Цицерон громко вздохнул — он испытал одновременно облегчение и раздражение.
— Неужели в этом городе человека никогда не могут оставить в покое? — сказал он с вызовом.
— Незачем сидеть в потемках, — ответил Светоний, подходя к собеседнику. Он не сразу решился посмотреть в глаза Цицерону, и вид у него был как у потерпевшего поражение. Светоний тоже сидел в сенате, тоже слышал выступление Цезаря.
Снаружи кто-то затянул старинную песню о несчастной любви, и остальные на Форуме стали подтягивать. Пели не в лад, но с большим чувством. Цицерону даже захотелось выйти и присоединить к общему хору свой дребезжащий тенор — хотя бы для того, чтобы побыть частью толпы — в последний раз, пока новый день не вернет его к неприятной действительности.
Светоний слушал, наклонив голову.
— Они еще не раскусили Цезаря, — прошептал он.
Цицерон, отвлеченный от своих мыслей, поднял на него взгляд. В полумраке глаза Светония казались темными ямами.
— И теперь мы просто его слуги? — вопрошал Светоний. — Это все, чего мы добились?
Цицерон покачал головой, отвечая скорее себе, чем собеседнику:
— Придется поупражняться в терпении, сенатор. Наш город будет долго стоять и после нас.
Светоний с отвращением фыркнул:
— Какое мне до того дело?! Ты ведь слышал его речь, Цицерон! Ты кивал вместе со всеми, и никто из вас не посмел высказаться.
— Ты тоже промолчал, — напомнил Цицерон.
— А что проку от меня одного? — бросил Светоний.
— Видимо, все рассуждали, как ты.
— Но мы же нужны ему, чтобы править, — продолжал Светоний. — Или Цезарь думает, колонии сами собой управляют? Он хоть одним словом поблагодарил нас за ту работу, которую мы проделали, пока его не было? Я не слыхал, а ты?
Оратор начал злиться: Светоний расхныкался, словно ребенок.
— Мы ему не нужны! — резко возразил Цицерон. — Неужели не понятно? Войска преданы ему лично, ему принадлежит полная власть. А мы — только воспоминание о старом Риме, мы — гаснущие угли, поддерживающие друг друга собственным дыханием. Все великие мужи ныне мертвы.
Тем временем снаружи донеслись последние, самые трогательные слова песни, тут же сменившиеся радостными воплями.
— И что нам делать? — поинтересовался Светоний.
Голос у него был жалобный, и Цицерон поморщился. Он долго не отвечал.
— Мы придумаем, как привлечь к нам Цезаря, — промолвил он наконец. — Сегодня народ его любит, завтра тоже, а потом? Люди потратят деньги, которые он роздал, а одними красивыми обещаниями брюхо не набьешь.
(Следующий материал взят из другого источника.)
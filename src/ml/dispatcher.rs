//! Prediction dispatch
//!
//! Routes a feature record to the model for its mode, or to the fallback
//! heuristic when that model is not loaded.

use rand::Rng;
use std::sync::Arc;
use tracing::{debug, warn};

use super::{fallback::FallbackHeuristic, registry::ModelRegistry, ModelSlot};
use crate::domain::{FeatureRecord, PredictionError};

#[derive(Debug, Clone)]
pub struct PredictionDispatcher {
    registry: Arc<ModelRegistry>,
    fallback: FallbackHeuristic,
}

impl PredictionDispatcher {
    pub fn new(registry: Arc<ModelRegistry>) -> Self {
        Self {
            registry,
            fallback: FallbackHeuristic::new(),
        }
    }

    pub fn registry(&self) -> &ModelRegistry {
        &self.registry
    }

    /// Non-negative demand estimate for `record`.
    pub fn predict(&self, record: &FeatureRecord) -> Result<f64, PredictionError> {
        self.predict_with_rng(record, &mut rand::thread_rng())
    }

    /// As [`predict`](Self::predict), drawing fallback noise from `rng`.
    pub fn predict_with_rng<R: Rng + ?Sized>(
        &self,
        record: &FeatureRecord,
        rng: &mut R,
    ) -> Result<f64, PredictionError> {
        let slot = ModelSlot::for_mode(record.mode());
        let Some(model) = self.registry.get(slot) else {
            let value = self.fallback.estimate(record, rng);
            debug!(slot = %slot, value, "model not loaded; using fallback heuristic");
            return Ok(value);
        };

        let input = match record {
            FeatureRecord::Environment(f) => f.to_model_input(),
            FeatureRecord::Date(f) => {
                // No forecast reading for the day: the model would extrapolate
                if !f.is_forecastable() {
                    return Err(PredictionError::OutOfForecastWindow { date: f.target_date });
                }
                f.to_model_input()
            }
        };

        let prediction = model.predict(&input).map_err(|e| {
            warn!(slot = %slot, error = %format!("{e:#}"), "model evaluation failed");
            PredictionError::Model {
                model_id: model.metadata().model_id.clone(),
                message: e.to_string(),
            }
        })?;

        debug!(slot = %slot, value = prediction.value, "model prediction");
        Ok(prediction.value.max(0.0))
    }
}
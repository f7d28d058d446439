//! Mode-specific feature records handed to the prediction dispatcher.

use chrono::NaiveDate;
use serde::{Deserialize, Serialize};
use validator::Validate;

use super::types::PredictionMode;

/// Hand-entered environmental readings, after request defaults are applied.
#[derive(Debug, Clone, Copy, PartialEq, Serialize, Deserialize, Validate)]
pub struct EnvironmentReadings {
    pub min_temp: f64,
    pub ground_temp: f64,
    pub humidity: f64,
    pub pressure: f64,
    pub sunshine: f64,
    /// 0 = working day, 1 = holiday
    #[validate(range(min = 0, max = 1, message = "is_holiday must be 0 or 1"))]
    pub is_holiday: i64,
    pub lag_1d: f64,
    pub lag_7d: f64,
}

impl Default for EnvironmentReadings {
    fn default() -> Self {
        Self {
            min_temp: 20.0,
            ground_temp: 18.0,
            humidity: 60.0,
            pressure: 1013.0,
            sunshine: 14.0,
            is_holiday: 0,
            lag_1d: 0.0,
            lag_7d: 0.0,
        }
    }
}

/// Features for the environment-driven model.
#[derive(Debug, Clone, PartialEq, Serialize)]
pub struct EnvironmentFeatures {
    pub region_code: i64,
    pub min_temp: f64,
    pub ground_temp: f64,
    pub humidity: f64,
    pub pressure: f64,
    pub sunshine_hours: f64,
    pub is_holiday: bool,
    pub lag_1d: f64,
    pub lag_7d: f64,
}

/// Placeholder minimum temperature meaning "no forecast for this date".
pub const UNFORECASTABLE_TEMP: f64 = 100.0;

/// Features for the date-driven forecast model.
#[derive(Debug, Clone, PartialEq, Serialize)]
pub struct DateFeatures {
    pub region_code: i64,
    /// Minimum forecast temperature; [`UNFORECASTABLE_TEMP`] when the snapshot has no reading
    pub min_temp: f64,
    pub humidity: f64,
    pub is_holiday: bool,
    pub target_date: NaiveDate,
}

impl DateFeatures {
    /// False when the snapshot had no temperature for the target date.
    pub fn is_forecastable(&self) -> bool {
        self.min_temp != UNFORECASTABLE_TEMP
    }
}

/// Exactly one populated feature set per request.
#[derive(Debug, Clone, PartialEq, Serialize)]
#[serde(tag = "mode", rename_all = "snake_case")]
pub enum FeatureRecord {
    Environment(EnvironmentFeatures),
    Date(DateFeatures),
}

impl FeatureRecord {
    pub fn mode(&self) -> PredictionMode {
        match self {
            FeatureRecord::Environment(_) => PredictionMode::Env,
            FeatureRecord::Date(_) => PredictionMode::Date,
        }
    }

    pub fn region_code(&self) -> i64 {
        match self {
            FeatureRecord::Environment(f) => f.region_code,
            FeatureRecord::Date(f) => f.region_code,
        }
    }
}

impl From<EnvironmentFeatures> for FeatureRecord {
    fn from(features: EnvironmentFeatures) -> Self {
        FeatureRecord::Environment(features)
    }
}

impl From<DateFeatures> for FeatureRecord {
    fn from(features: DateFeatures) -> Self {
        FeatureRecord::Date(features)
    }
}
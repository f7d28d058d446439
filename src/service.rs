//! Prediction service
//!
//! Turns a `/predict` request into a feature record, dispatches it and
//! formats the reply. All state is built at startup and never mutated.

use chrono::{NaiveDate, Utc};
use chrono_tz::Tz;
use rand::Rng;
use serde::{Deserialize, Serialize};
use std::sync::Arc;
use tracing::info;
use validator::Validate;

use crate::domain::{
    EnvironmentReadings, FeatureRecord, HolidayCalendar, Numeric, PredictionError,
    PredictionMode, PredictionResult, DEFAULT_DISTRICT,
};
use crate::forecast::{FeatureBuilder, WeatherSnapshot};
use crate::ml::{ModelRegistry, ModelSlot, PredictionDispatcher};

const HOLIDAY_DESCRIPTION: &str = "휴일 가정(수요 감소) 반영 완료";

fn default_district() -> String {
    DEFAULT_DISTRICT.to_string()
}

/// Body of `POST /predict`.
///
/// Numeric fields accept either JSON numbers or numeric strings; absent or
/// `null` fields take their defaults.
#[derive(Debug, Clone, Deserialize)]
pub struct PredictRequest {
    #[serde(default)]
    pub mode: PredictionMode,
    #[serde(default = "default_district")]
    pub gu: String,
    #[serde(default)]
    pub dong: String,
    pub region_code: Option<Numeric>,

    // env mode
    pub min_temp: Option<Numeric>,
    pub ground_temp: Option<Numeric>,
    pub humidity: Option<Numeric>,
    pub pressure: Option<Numeric>,
    pub sunshine: Option<Numeric>,
    pub is_holiday: Option<Numeric>,
    pub lag_1d: Option<Numeric>,
    pub lag_7d: Option<Numeric>,

    // date mode
    pub date: Option<String>,
}

impl PredictRequest {
    pub fn region_code(&self) -> Result<i64, PredictionError> {
        self.region_code
            .as_ref()
            .ok_or_else(|| PredictionError::validation("region_code is required"))?
            .as_region_code()
    }

    /// Entered readings with defaults applied.
    pub fn environment_readings(&self) -> Result<EnvironmentReadings, PredictionError> {
        let defaults = EnvironmentReadings::default();
        let number = |value: &Option<Numeric>, field: &str, default: f64| {
            value
                .as_ref()
                .map(|v| v.as_f64(field))
                .transpose()
                .map(|v| v.unwrap_or(default))
        };

        let readings = EnvironmentReadings {
            min_temp: number(&self.min_temp, "min_temp", defaults.min_temp)?,
            ground_temp: number(&self.ground_temp, "ground_temp", defaults.ground_temp)?,
            humidity: number(&self.humidity, "humidity", defaults.humidity)?,
            pressure: number(&self.pressure, "pressure", defaults.pressure)?,
            sunshine: number(&self.sunshine, "sunshine", defaults.sunshine)?,
            is_holiday: self
                .is_holiday
                .as_ref()
                .map(|v| v.as_i64("is_holiday"))
                .transpose()?
                .unwrap_or(defaults.is_holiday),
            lag_1d: number(&self.lag_1d, "lag_1d", defaults.lag_1d)?,
            lag_7d: number(&self.lag_7d, "lag_7d", defaults.lag_7d)?,
        };
        readings.validate()?;
        Ok(readings)
    }
}

/// Successful `/predict` reply.
#[derive(Debug, Clone, PartialEq, Serialize)]
pub struct PredictResponse {
    pub success: bool,
    pub prediction: i64,
    pub description: String,
    pub tag: &'static str,
    pub gu: String,
    pub dong: String,
    pub region_code: i64,
    pub mode: PredictionMode,
}

#[derive(Debug, Clone, PartialEq, Serialize)]
pub struct HealthReport {
    pub status: &'static str,
    pub models: ModelAvailability,
    pub snapshot: SnapshotSummary,
}

#[derive(Debug, Clone, Copy, PartialEq, Serialize)]
#[serde(rename_all = "camelCase")]
pub struct ModelAvailability {
    pub forecast_model: bool,
    pub lgbm_model: bool,
}

#[derive(Debug, Clone, PartialEq, Serialize)]
pub struct SnapshotSummary {
    pub readings: usize,
    pub base_date: Option<String>,
    pub base_time: Option<String>,
}

#[derive(Debug, Clone)]
pub struct PredictionService {
    builder: FeatureBuilder,
    dispatcher: PredictionDispatcher,
    timezone: Tz,
}

impl PredictionService {
    pub fn new(
        snapshot: Arc<WeatherSnapshot>,
        calendar: Arc<HolidayCalendar>,
        registry: Arc<ModelRegistry>,
        timezone: Tz,
    ) -> Self {
        Self {
            builder: FeatureBuilder::new(snapshot, calendar),
            dispatcher: PredictionDispatcher::new(registry),
            timezone,
        }
    }

    pub fn predict(&self, request: &PredictRequest) -> Result<PredictResponse, PredictionError> {
        self.predict_with_rng(request, &mut rand::thread_rng())
    }

    pub fn predict_with_rng<R: Rng + ?Sized>(
        &self,
        request: &PredictRequest,
        rng: &mut R,
    ) -> Result<PredictResponse, PredictionError> {
        let region_code = request.region_code()?;
        let gu = request.gu.as_str();
        let dong = request.dong.as_str();

        let (record, description) = match request.mode {
            PredictionMode::Env => {
                let readings = request.environment_readings()?;
                let features = self.builder.build_environment_features(region_code, dong, &readings);
                let description = if features.is_holiday {
                    HOLIDAY_DESCRIPTION.to_string()
                } else {
                    format!("{gu} {dong} 환경 변수 시뮬레이션 결과")
                };
                (FeatureRecord::from(features), description)
            }
            PredictionMode::Date => {
                let date = match &request.date {
                    Some(date) => date.clone(),
                    None => self.today().format("%Y-%m-%d").to_string(),
                };
                let features = self.builder.build_date_features(region_code, dong, &date)?;
                (
                    FeatureRecord::from(features),
                    format!("{gu} {dong} 날짜별 평균 기상 데이터 분석 완료"),
                )
            }
        };

        let value = self.dispatcher.predict_with_rng(&record, rng)?;
        let result = PredictionResult::new(value, request.mode, description);

        info!(
            mode = %result.mode,
            region_code,
            gu,
            dong,
            prediction = result.whole_value(),
            "prediction served"
        );

        Ok(PredictResponse {
            success: true,
            prediction: result.whole_value(),
            description: result.description,
            tag: result.tag,
            gu: request.gu.clone(),
            dong: request.dong.clone(),
            region_code,
            mode: result.mode,
        })
    }

    pub fn health(&self) -> HealthReport {
        let registry = self.dispatcher.registry();
        let snapshot = self.builder.snapshot();
        HealthReport {
            status: "healthy",
            models: ModelAvailability {
                forecast_model: registry.is_available(ModelSlot::Forecast),
                lgbm_model: registry.is_available(ModelSlot::Lgbm),
            },
            snapshot: SnapshotSummary {
                readings: snapshot.len(),
                base_date: snapshot.slot().map(|s| s.base_date_param()),
                base_time: snapshot.slot().map(|s| s.base_time_param()),
            },
        }
    }

    /// Calendar date in the configured time zone.
    pub fn today(&self) -> NaiveDate {
        Utc::now().with_timezone(&self.timezone).date_naive()
    }
}
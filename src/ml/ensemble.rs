//! Gradient-boosted tree ensemble
//!
//! Evaluates an additive ensemble of binary regression trees exported in the
//! layout of LightGBM's `dump_model()` (`tree_info[].tree_structure`).
//! Numerical splits compare `value <= threshold`; categorical splits test
//! membership of the integer code in a `"a||b||c"` category list.
//!
//! Models trained on pandas `category` columns carry a `pandas_categorical`
//! table and their categorical thresholds are positions in that table, so
//! raw values are encoded before the trees are walked.

use super::{models::MLModel, FeatureVector, ModelMetadata, Prediction};
use anyhow::{Context, Result};
use serde::{Deserialize, Serialize};
use serde_json::Value;
use std::borrow::Cow;

/// Tree ensemble regression model
#[derive(Debug, Clone, Serialize, Deserialize)]
pub struct TreeEnsembleModel {
    pub metadata: ModelMetadata,
    /// Constant added to the summed leaf outputs
    #[serde(default)]
    pub base_score: f64,
    pub tree_info: Vec<Tree>,
    /// One category list per categorical feature, in feature order
    #[serde(default, skip_serializing_if = "Option::is_none")]
    pub pandas_categorical: Option<Vec<Vec<Value>>>,
}

#[derive(Debug, Clone, Serialize, Deserialize)]
pub struct Tree {
    #[serde(default)]
    pub tree_index: usize,
    pub tree_structure: TreeNode,
}

#[derive(Debug, Clone, Serialize, Deserialize)]
#[serde(untagged)]
pub enum TreeNode {
    Split(SplitNode),
    Leaf { leaf_value: f64 },
}

#[derive(Debug, Clone, Serialize, Deserialize)]
pub struct SplitNode {
    pub split_feature: usize,
    pub threshold: Threshold,
    #[serde(default = "default_decision")]
    pub decision_type: String,
    #[serde(default = "default_true")]
    pub default_left: bool,
    pub left_child: Box<TreeNode>,
    pub right_child: Box<TreeNode>,
}

#[derive(Debug, Clone, Serialize, Deserialize)]
#[serde(untagged)]
pub enum Threshold {
    Value(f64),
    Categories(String),
}

fn default_decision() -> String {
    "<=".to_string()
}

fn default_true() -> bool {
    true
}

impl SplitNode {
    fn goes_left(&self, value: f64) -> Result<bool> {
        match (self.decision_type.as_str(), &self.threshold) {
            // missing or unseen category is never in the left set
            ("==", _) if value.is_nan() => Ok(false),
            _ if value.is_nan() => Ok(self.default_left),
            ("<=", Threshold::Value(t)) => Ok(value <= *t),
            ("==", Threshold::Categories(list)) => {
                let code = value.trunc() as i64;
                Ok(parse_categories(list)?.contains(&code))
            }
            ("==", Threshold::Value(t)) => Ok(value.trunc() == t.trunc()),
            (decision, _) => anyhow::bail!("unsupported split decision '{decision}'"),
        }
    }
}

fn parse_categories(list: &str) -> Result<Vec<i64>> {
    list.split("||")
        .map(|c| {
            c.trim()
                .parse::<i64>()
                .with_context(|| format!("invalid category '{c}' in split"))
        })
        .collect()
}

impl TreeNode {
    fn evaluate(&self, features: &[f64]) -> Result<f64> {
        let mut node = self;
        loop {
            match node {
                TreeNode::Leaf { leaf_value } => return Ok(*leaf_value),
                TreeNode::Split(split) => {
                    let value = features.get(split.split_feature).copied().with_context(|| {
                        format!("split references feature {}", split.split_feature)
                    })?;
                    node = if split.goes_left(value)? {
                        split.left_child.as_ref()
                    } else {
                        split.right_child.as_ref()
                    };
                }
            }
        }
    }

    fn check(&self, n_features: usize) -> Result<()> {
        match self {
            TreeNode::Leaf { leaf_value } if leaf_value.is_finite() => Ok(()),
            TreeNode::Leaf { leaf_value } => anyhow::bail!("non-finite leaf value {leaf_value}"),
            TreeNode::Split(split) => {
                if split.split_feature >= n_features {
                    anyhow::bail!(
                        "split on feature {} but model has {} features",
                        split.split_feature,
                        n_features
                    );
                }
                match (split.decision_type.as_str(), &split.threshold) {
                    ("<=", Threshold::Value(_)) | ("==", Threshold::Value(_)) => {}
                    ("==", Threshold::Categories(list)) => {
                        parse_categories(list)?;
                    }
                    (decision, _) => anyhow::bail!("unsupported split decision '{decision}'"),
                }
                split.left_child.check(n_features)?;
                split.right_child.check(n_features)
            }
        }
    }
}

fn category_value(category: &Value) -> Option<f64> {
    match category {
        Value::Number(n) => n.as_f64(),
        Value::String(s) => s.trim().parse().ok(),
        _ => None,
    }
}

impl TreeEnsembleModel {
    fn categorical_indices(&self) -> Vec<usize> {
        self.metadata
            .feature_names
            .iter()
            .enumerate()
            .filter(|(_, name)| self.metadata.categorical_features.contains(name))
            .map(|(i, _)| i)
            .collect()
    }

    /// Replace raw categorical values by their category codes. Values missing
    /// from the table become NaN.
    fn encode<'a>(&self, features: &'a [f64]) -> Cow<'a, [f64]> {
        let Some(tables) = &self.pandas_categorical else {
            return Cow::Borrowed(features);
        };
        let mut encoded = features.to_vec();
        for (index, table) in self.categorical_indices().into_iter().zip(tables) {
            let value = encoded[index];
            encoded[index] = table
                .iter()
                .position(|category| category_value(category) == Some(value))
                .map_or(f64::NAN, |code| code as f64);
        }
        Cow::Owned(encoded)
    }
}

impl MLModel for TreeEnsembleModel {
    fn predict(&self, features: &FeatureVector) -> Result<Prediction> {
        let expected = self.metadata.feature_names.len();
        if features.len() != expected {
            anyhow::bail!(
                "Feature count mismatch: expected {}, got {}",
                expected,
                features.len()
            );
        }

        let encoded = self.encode(&features.features);
        let mut value = self.base_score;
        for tree in &self.tree_info {
            value += tree
                .tree_structure
                .evaluate(&encoded)
                .with_context(|| format!("tree {}", tree.tree_index))?;
        }
        Ok(Prediction::new(value))
    }

    fn metadata(&self) -> &ModelMetadata {
        &self.metadata
    }

    fn validate(&self) -> Result<()> {
        if self.tree_info.is_empty() {
            anyhow::bail!("ensemble has no trees");
        }
        if let Some(tables) = &self.pandas_categorical {
            let categorical = self.categorical_indices().len();
            if tables.len() != categorical {
                anyhow::bail!(
                    "pandas_categorical has {} tables for {} categorical features",
                    tables.len(),
                    categorical
                );
            }
            if let Some(bad) = tables.iter().flatten().find(|c| category_value(c).is_none()) {
                anyhow::bail!("category {bad} is not numeric");
            }
        }

        let n_features = self.metadata.feature_names.len();
        for tree in &self.tree_info {
            tree.tree_structure
                .check(n_features)
                .with_context(|| format!("tree {}", tree.tree_index))?;
        }
        Ok(())
    }
}
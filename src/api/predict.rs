//! Prediction endpoint

use axum::{extract::rejection::JsonRejection, extract::State, Json};

use super::{error::ApiError, AppState};
use crate::service::{PredictRequest, PredictResponse};

/// POST /predict
///
/// Body rejections are folded into the same 400 envelope as prediction
/// failures.
pub async fn predict(
    State(state): State<AppState>,
    payload: Result<Json<PredictRequest>, JsonRejection>,
) -> Result<Json<PredictResponse>, ApiError> {
    let Json(request) = payload?;
    let response = state.service.predict(&request)?;
    Ok(Json(response))
}
//! In-memory weather snapshot and per-date aggregation.

use chrono::NaiveDate;
use serde::{Deserialize, Serialize};
use strum::{Display, EnumString};

use crate::domain::UNFORECASTABLE_TEMP;

/// Forecast element category as published by the provider.
#[derive(Debug, Clone, PartialEq, Eq, Display, EnumString)]
pub enum ForecastCategory {
    /// Hourly temperature (°C)
    #[strum(serialize = "TMP")]
    Temperature,
    /// Relative humidity (%)
    #[strum(serialize = "REH")]
    Humidity,
    #[strum(default)]
    Other(String),
}

/// One forecast value for a category at a forecast date/time.
#[derive(Debug, Clone, PartialEq)]
pub struct ForecastReading {
    pub category: ForecastCategory,
    pub forecast_date: NaiveDate,
    /// "HHMM" as published
    pub forecast_time: String,
    /// `None` when the feed sent an empty or non-numeric value
    pub value: Option<f64>,
}

/// Forecast batch the snapshot was requested for.
#[derive(Debug, Clone, Copy, PartialEq, Eq, Serialize, Deserialize)]
pub struct IssueSlot {
    pub base_date: NaiveDate,
    /// Hour of the issue slot, 0-23
    pub base_hour: u32,
}

impl IssueSlot {
    /// `base_date` query value, `YYYYMMDD`.
    pub fn base_date_param(&self) -> String {
        self.base_date.format("%Y%m%d").to_string()
    }

    /// `base_time` query value, `HH00`.
    pub fn base_time_param(&self) -> String {
        format!("{:02}00", self.base_hour)
    }
}

/// Process-wide forecast readings, built once at startup.
#[derive(Debug, Clone, Default)]
pub struct WeatherSnapshot {
    slot: Option<IssueSlot>,
    readings: Vec<ForecastReading>,
}

/// Two scalar weather signals for one date.
#[derive(Debug, Clone, Copy, PartialEq, Serialize)]
pub struct DailyWeatherAggregate {
    pub date: NaiveDate,
    pub min_temperature: f64,
    pub mean_humidity: f64,
}

impl WeatherSnapshot {
    pub fn new(slot: IssueSlot, readings: Vec<ForecastReading>) -> Self {
        Self {
            slot: Some(slot),
            readings,
        }
    }

    /// Snapshot used when the upstream feed could not be loaded.
    pub fn empty() -> Self {
        Self::default()
    }

    pub fn slot(&self) -> Option<IssueSlot> {
        self.slot
    }

    pub fn readings(&self) -> &[ForecastReading] {
        &self.readings
    }

    pub fn len(&self) -> usize {
        self.readings.len()
    }

    pub fn is_empty(&self) -> bool {
        self.readings.is_empty()
    }

    /// Reduce the snapshot to minimum temperature and mean humidity for `date`.
    ///
    /// With no temperature reading the minimum is [`UNFORECASTABLE_TEMP`].
    /// With no humidity reading the divisor is forced to 1, so the mean is 0.
    pub fn aggregate(&self, date: NaiveDate) -> DailyWeatherAggregate {
        let mut min_temperature = UNFORECASTABLE_TEMP;
        let mut humidity_sum = 0.0;
        let mut humidity_count = 0usize;

        for reading in self.readings.iter().filter(|r| r.forecast_date == date) {
            match (&reading.category, reading.value) {
                (ForecastCategory::Temperature, Some(v)) if v < min_temperature => {
                    min_temperature = v;
                }
                (ForecastCategory::Humidity, Some(v)) => {
                    humidity_sum += v;
                    humidity_count += 1;
                }
                _ => {}
            }
        }

        DailyWeatherAggregate {
            date,
            min_temperature,
            mean_humidity: humidity_sum / humidity_count.max(1) as f64,
        }
    }

    /// Distinct forecast dates covered by temperature readings.
    pub fn covered_dates(&self) -> Vec<NaiveDate> {
        let mut dates: Vec<NaiveDate> = self
            .readings
            .iter()
            .filter(|r| r.category == ForecastCategory::Temperature)
            .map(|r| r.forecast_date)
            .collect();
        dates.sort_unstable();
        dates.dedup();
        dates
    }
}

#[cfg(test)]
mod tests {
    use super::*;
    use std::str::FromStr;

    fn date(s: &str) -> NaiveDate {
        NaiveDate::parse_from_str(s, "%Y-%m-%d").unwrap()
    }

    fn reading(category: &str, day: &str, time: &str, value: Option<f64>) -> ForecastReading {
        ForecastReading {
            category: ForecastCategory::from_str(category).unwrap(),
            forecast_date: date(day),
            forecast_time: time.to_string(),
            value,
        }
    }

    fn snapshot() -> WeatherSnapshot {
        let slot = IssueSlot {
            base_date: date("2026-10-19"),
            base_hour: 5,
        };
        WeatherSnapshot::new(
            slot,
            vec![
                reading("TMP", "2026-10-19", "0600", Some(9.0)),
                reading("TMP", "2026-10-19", "0900", Some(12.0)),
                reading("TMP", "2026-10-19", "1500", Some(18.0)),
                reading("REH", "2026-10-19", "0600", Some(80.0)),
                reading("REH", "2026-10-19", "0900", None),
                reading("REH", "2026-10-19", "1500", Some(50.0)),
                reading("TMP", "2026-10-20", "0600", Some(-2.0)),
                reading("POP", "2026-10-20", "0600", Some(30.0)),
            ],
        )
    }

    #[test]
    fn test_category_parsing() {
        assert_eq!(ForecastCategory::from_str("TMP").unwrap(), ForecastCategory::Temperature);
        assert_eq!(ForecastCategory::from_str("REH").unwrap(), ForecastCategory::Humidity);
        assert_eq!(
            ForecastCategory::from_str("SKY").unwrap(),
            ForecastCategory::Other("SKY".to_string())
        );
    }

    #[test]
    fn test_aggregate_empty_snapshot_degenerates() {
        let agg = WeatherSnapshot::empty().aggregate(date("2026-10-19"));
        assert_eq!(agg.min_temperature, 100.0);
        assert_eq!(agg.mean_humidity, 0.0);
    }

    #[test]
    fn test_aggregate_skips_empty_humidity_values() {
        let agg = snapshot().aggregate(date("2026-10-19"));
        assert_eq!(agg.min_temperature, 9.0);
        assert_eq!(agg.mean_humidity, 65.0);
    }

    #[test]
    fn test_aggregate_date_without_humidity() {
        let agg = snapshot().aggregate(date("2026-10-20"));
        assert_eq!(agg.min_temperature, -2.0);
        assert_eq!(agg.mean_humidity, 0.0);
    }

    #[test]
    fn test_aggregate_uncovered_date() {
        let agg = snapshot().aggregate(date("2026-10-29"));
        assert_eq!(agg.min_temperature, UNFORECASTABLE_TEMP);
    }

    #[test]
    fn test_slot_params() {
        let slot = IssueSlot {
            base_date: date("2026-01-02"),
            base_hour: 2,
        };
        assert_eq!(slot.base_date_param(), "20260102");
        assert_eq!(slot.base_time_param(), "0200");
    }

    #[test]
    fn test_covered_dates() {
        assert_eq!(
            snapshot().covered_dates(),
            vec![date("2026-10-19"), date("2026-10-20")]
        );
    }
}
Быть может, тогда римляне вспомнят о нас.
Цицерон говорил и водил подошвой по натертому полу. Сенатора злила явная слабость собеседника, и мысль заработала быстрее.
— Кто же будет принимать для него законы, воздавать ему почести? Уметь кричать на Форуме — еще не все. Цезарь вот так запросто отшвырнул то, что накоплено веками. А ведь обратный процесс может ударить по нему, и с немалой силой.
— Значит, таково твое решение? — спросил Светоний. Насмешка в его тоне привела Цицерона в ярость, однако Светоний продолжил: — Собираешься противостоять Цезарю, принимая нужные ему законы? Вознося хвалу?
Цицерон с усилием взял себя в руки. У него совсем мало союзников, нельзя пренебрегать даже таким, как Светоний.
— Если мы станем ему перечить, он и нас отшвырнет. И через несколько часов в зал заседаний войдут другие сенаторы, более покладистые. Чего мы так добьемся? — Цицерон вытер с лица пот. — Цезарь может обойтись без нас, однако мы ни в коем случае не должны позволить ему это понять. Сейчас ему в голову не приходит мысль, что можно взять и распустить сенат, но скоро он задумается… Так не станем же форсировать события. Мы идем по опасному пути, и все же, пока мы едины, есть надежда.